- [WHAT NEEDS TO BE DONE]
Reproduce every entry word for word.

- [DATASET ENTRIES]

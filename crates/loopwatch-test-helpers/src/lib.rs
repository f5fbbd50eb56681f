//! Shared test utilities for loopwatch.
//!
//! # Modules
//!
//! - [`mod@must`] - Unwrap helpers with good error messages and `#[track_caller]`
//! - [`mock`] - Alert sinks and thread spawners for exercising the watchdog
//! - [`prelude`] - Convenience re-exports
//!
//! # Usage
//!
//! ```toml
//! [dev-dependencies]
//! loopwatch-test-helpers = { workspace = true }
//! ```
//!
//! ```rust,ignore
//! use loopwatch_test_helpers::prelude::*;
//! ```

pub mod mock;
pub mod must;
pub mod prelude;

pub use must::*;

- [SOLVED EXERCISE]
filename crates/loopwatch-test-helpers/src/lib.rs
repository f5fbbd50eb56681f
//! Shared test utilities for loopwatch.
//!
//! # Modules
//!
//! - [`mod@must`] - Unwrap helpers with good error messages and `#[track_caller]`
//! - [`mock`] - Alert sinks and thread spawners for exercising the watchdog
//! - [`prelude`] - Convenience re-exports
//!
//! # Usage
//!
//! ```toml
//! [dev-dependencies]
//! loopwatch-test-helpers = { workspace = true }
//! ```
//!
//! ```rust,ignore
//! use loopwatch_test_helpers::prelude::*;
//! ```

pub mod mock;
pub mod must;
pub mod prelude;

pub use must::*;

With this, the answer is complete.